Emily Dickinson as a Poet of Death
The theme of Death loomed large almost one third of the bulk of Emily Dickinson poems. Throughout her life she was preoccupied with death. To her death is the supreme touchstone for life. Investigation of the theme of death gave her a panoramic view of vital issues such as religion, God, nature, love and immortality. She referred to death not only in her poems but also in her letters to her friends, sometimes her attitude towards death is that of awe and fear; at other times she seems to be in love with death and regards it as a gateway to eternal and permanent rest.
In a letter to T. W. Higginson dated 1863, she referred to her early awareness of death:
“Perhaps Death gave me awe for friends-striking sharp and early, for I held them since in a brittle love, of more alarm, than peace”
She saw death all around herself, in her family, friends, love, life and convictions. On one occasion she explained why her ideas were rather dark : “I have just seen a funeral procession go by of a negro baby, and if my ideas are rather dark you need not marvel.” She accepts death as a physical fact, as a material truth. Her pre-occupation with death largely be owing to her Puritan surroundings. In the Puritan doctrine of existence death theme occupied a solemn place. For the Puritan death is the climax of living, and it must be taken in a solemn way.
Thomas Wellborn Ford has grouped Emily Dickinson death poems into four categories:
(i) Poems dealing with death and immortality;
(ii) Poems dealing with the physical aspects of death;
(iii) Poems which personify death; and
(iv) Poems with an elegiac note.
In “Adrift! A little boat adrift” the poetess compares death with night and her life with a boat. In “I haven’t told my garden yet–” there is the tone of mockery and death is talked of as something that does not deserve one’s attention:
“I will not name it in the street
For shops would stare at me –
That one so shy-so ignorant
Should have the face to die.”
There are poems which simply dramatize death, observing the dying or the dead from specific angles, studying character psychology before or after the climatic point, that is death. Some of the poems are reflections on cemeteries, funeral processions or acts of burial. “Bless God” death is spoken of as a person with a ‘musket of his breast, and who would charge the bravest of all the martial blest.’
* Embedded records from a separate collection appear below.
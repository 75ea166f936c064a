use std::cell::RefCell;
use std::path::{Path, PathBuf};
use std::rc::Rc;

use futures::future::join_all;
use tracing::{debug, warn};

use super::{CollapsibleState, SubscriptionId, TreeChangeEmitter, TreeItem, TreeNode};
use crate::ext::PathExt;
use crate::filesystem::{EntryKind, FileSystem};
use crate::host::Host;

/// Name of the version-control metadata directory hidden by default.
pub const VCS_DIRECTORY_NAME: &str = ".git";

/// Controls how directory listings are turned into children.
#[derive(Debug, Clone, PartialEq, Eq)]
pub struct ListingOptions {
    /// Entry names that never show up as children.
    pub exclude: Vec<String>,
    /// Stable sort of children by label; when off, the filesystem order is kept.
    pub sort: bool,
}

impl Default for ListingOptions {
    fn default() -> Self {
        Self {
            exclude: vec![VCS_DIRECTORY_NAME.to_string()],
            sort: true,
        }
    }
}

/// Lazily materializes the configured roots into [`TreeNode`]s for a host view.
///
/// Children are listed only when the host asks for them and cached on the
/// parent until the next [`TreeProvider::refresh`], which tells every
/// subscriber to throw the tree away and list it again from the roots.
pub struct TreeProvider<F> {
    fs: Rc<F>,
    host: Rc<dyn Host>,
    roots: Vec<PathBuf>,
    options: ListingOptions,
    changes: TreeChangeEmitter,
    root_nodes: RefCell<Vec<Rc<TreeNode>>>,
}

impl<F: FileSystem> TreeProvider<F> {
    pub fn new(
        fs: Rc<F>,
        host: Rc<dyn Host>,
        roots: Vec<PathBuf>,
        options: ListingOptions,
    ) -> Self {
        Self {
            fs,
            host,
            roots,
            options,
            changes: TreeChangeEmitter::new(),
            root_nodes: RefCell::new(Vec::new()),
        }
    }

    /// Without a node, returns one node per configured root, in order.
    /// With a directory node, lists it and caches the result as its children.
    /// Files have no children and are never listed.
    pub async fn get_children(&self, node: Option<&Rc<TreeNode>>) -> Vec<Rc<TreeNode>> {
        match node {
            None => self.list_roots().await,
            Some(node) if node.is_directory() => self.expand(node).await,
            Some(node) => {
                debug!("'{}' is a file, no children", node.path().display());
                Vec::new()
            }
        }
    }

    pub fn get_parent(&self, node: &TreeNode) -> Option<Rc<TreeNode>> {
        node.parent()
    }

    pub fn get_tree_item(&self, node: &TreeNode) -> TreeItem {
        TreeItem::from(node)
    }

    /// Signals that the entire tree may have changed.
    pub fn refresh(&self) {
        debug!("Refreshing explorer tree");
        self.changes.fire();
    }

    pub fn on_did_change_tree_data(&self, listener: impl Fn() + 'static) -> SubscriptionId {
        self.changes.subscribe(listener)
    }

    pub fn unsubscribe(&self, id: SubscriptionId) -> bool {
        self.changes.unsubscribe(id)
    }

    async fn list_roots(&self) -> Vec<Rc<TreeNode>> {
        let nodes = join_all(
            self.roots
                .iter()
                .map(|root| self.build_node(root.clone(), None)),
        )
        .await;

        debug!("Listed {} root nodes", nodes.len());
        *self.root_nodes.borrow_mut() = nodes.clone();
        nodes
    }

    async fn expand(&self, node: &Rc<TreeNode>) -> Vec<Rc<TreeNode>> {
        let entries = match self.fs.list_entries(node.path()).await {
            Ok(entries) => entries,
            Err(e) => {
                self.host
                    .show_warning(&format!("Error reading directory: {}", e));
                node.set_children(Vec::new());
                return Vec::new();
            }
        };

        let mut children = join_all(
            entries
                .into_iter()
                .filter(|entry| !self.is_excluded(entry))
                .map(|entry| self.build_node(entry, Some(node))),
        )
        .await;

        if self.options.sort {
            children.sort_by(|a, b| a.label().cmp(b.label()));
        }

        debug!(
            "Expanded '{}' into {} children",
            node.path().display(),
            children.len()
        );
        node.set_children(children.clone());
        children
    }

    async fn build_node(&self, path: PathBuf, parent: Option<&Rc<TreeNode>>) -> Rc<TreeNode> {
        let kind = match self.fs.classify(&path).await {
            Ok(kind) => kind,
            Err(e) => {
                warn!("Showing '{}' as a file: {}", path.display(), e);
                EntryKind::File
            }
        };

        TreeNode::new(path.label(), path, CollapsibleState::from(kind), parent)
    }

    fn is_excluded(&self, entry: &Path) -> bool {
        entry
            .file_name()
            .map(|name| {
                self.options
                    .exclude
                    .iter()
                    .any(|excluded| name == excluded.as_str())
            })
            .unwrap_or(false)
    }
}
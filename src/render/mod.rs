mod tree_printer;

pub use tree_printer::{TreeLine, render_tree};
use std::path::PathBuf;

use crate::cli::{Cli, ExplorerCommand};
use crate::config::ExplorerConfig;

/// What a single run was asked to do.
#[derive(Debug, Clone)]
pub struct RuntimeConfig {
    pub command: ExplorerCommand,
    pub config_path: PathBuf,
    pub state_file: Option<PathBuf>,
}

impl From<Cli> for RuntimeConfig {
    fn from(cli: Cli) -> Self {
        Self {
            command: cli.command,
            config_path: cli.config.unwrap_or_else(ExplorerConfig::default_path),
            state_file: cli.state_file,
        }
    }
}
Her poem “I heard a Fly buzz- when I died-“ highlights on the morbidity of death and what may happen after a person’s physical body dies. For Dickinson, this exploration of the afterlife leads her to believe that death can potentially be a disappointment instead of something to lean toward. For instance, there are all the trimmings of a death scene in this poem: there is a “Stillness in the Air” and “The Eyes around–had wrung them dry–“ as the dying speaker’s loved ones surround her bed, waiting for her last moments.
“And then the Windows failed – and then
I could not see to see –”
Poems like “Just lost, when I was saved,” “How many times these low feet staggered,” present death as moving to a pre-chosen destination to take possession of the objects it has decided on in a cool, calculated manner. In “A Visitor in Marl,” death is spoken of as something inevitable:
“As Visitor in Marl–
Who influences Flowers
Till they are orderly as Busts-
And Elegant -as Glass –
Who visits in the Night
AND JUST BEFORE THE SUN –
Concludes his glistening interview
Caresses – and is gone”
Poems like “I want to thank Her,” “It feels a shame to be Alive”, “I think I was enchanted,” “Her sweet turn to leave the Homestead” etc. are elegiac in tone, and recapture in words the moods of the speakers as they confront death. The gap between life and death is unbridgeable, but this realization comes only when one is betaken by death:
“Our journey had advanced
Our feet were almost come
To that odd Fork in Being’s Road –
Eternity – by Term
Our pace took sudden awe
Our feet –reluctant-led –
Before-were-Cities – but
Between The Forest of the Dead –
Retreat-was out of Hope”
At last she walked between belief and disbelief, yet was always obsessed by death:
“Of Paradise’s existence
All we know
Is the uncertain certainty”.
“Because I Could Not Stop for Death” is one of her best poems on death. It is also remarkable for its imagery. In this poem, the poetess suggests that the best way to overcome death is to conquer it:
“Because I could not stop for Death,
He kindly stopped for me,
The carriage held but just ourselves
And Immortality.
We slowly drove, he knew no haste,
And I had put away.
My labour, and my leisure too,
For his civility.
We passed the school where children played
At wrestling in a ring
We passed the fields of gazing grain,
We passed the setting sun.
We passed before a house that seemed
A swelling of the ground
The roof was scarcely visible,
The cornice but a mound
Since then ‘t is centuries, but each
Feels shorter than the day
I first surmised the horse’s heads
Were toward eternity.”
The idea that death is a gateway to immortality has been expressed frequently by Emily and in one of her poems she likens death to a pilot which takes the human soul to the shores of Eternity.
On this wondrous sea,
Sailing silently,
Knowest thou the shore
Ho!pilot ho!
Where no breakers roar
Where the storm is o’er?
In the silent west
Many sails at rest,
Their anchors fast,
There I pilot thee, –
Land, ho! Eternity!
Ashore at last.”
Just as the diver is rewarded with the pearl after taking plunge into the depth of the ocean and just as the seraph has been raised to the first rank, similarly immortality is the reward for human beings who face death calmly and boldly. Our attention should be focussed on immortality rather than on death:
“Pearls are tha Divers ‘farthing
Extorted from the sea –
Pinions–the Seraph’s wagon
Pedestrian once-as we
Night is the morning’s
Canvas Larceny-legacy
Death, but our rapt attention
To Immortality.”
In some poems, Emily Dickinson portrays death as a cruel personal enemy and as a brutal killer who attacks his victims without any mercy or permission. In “A Clock stopped”, the poet shows how her subject suffers in the dying moments. The dead clock is compared to heart that has stopped beating. The poet uses the clock and its second hand to represent the heart. To use the dead clock representing the heart enables the readers to perceive a clear picture of when the heart has stopped beating and death has occurred.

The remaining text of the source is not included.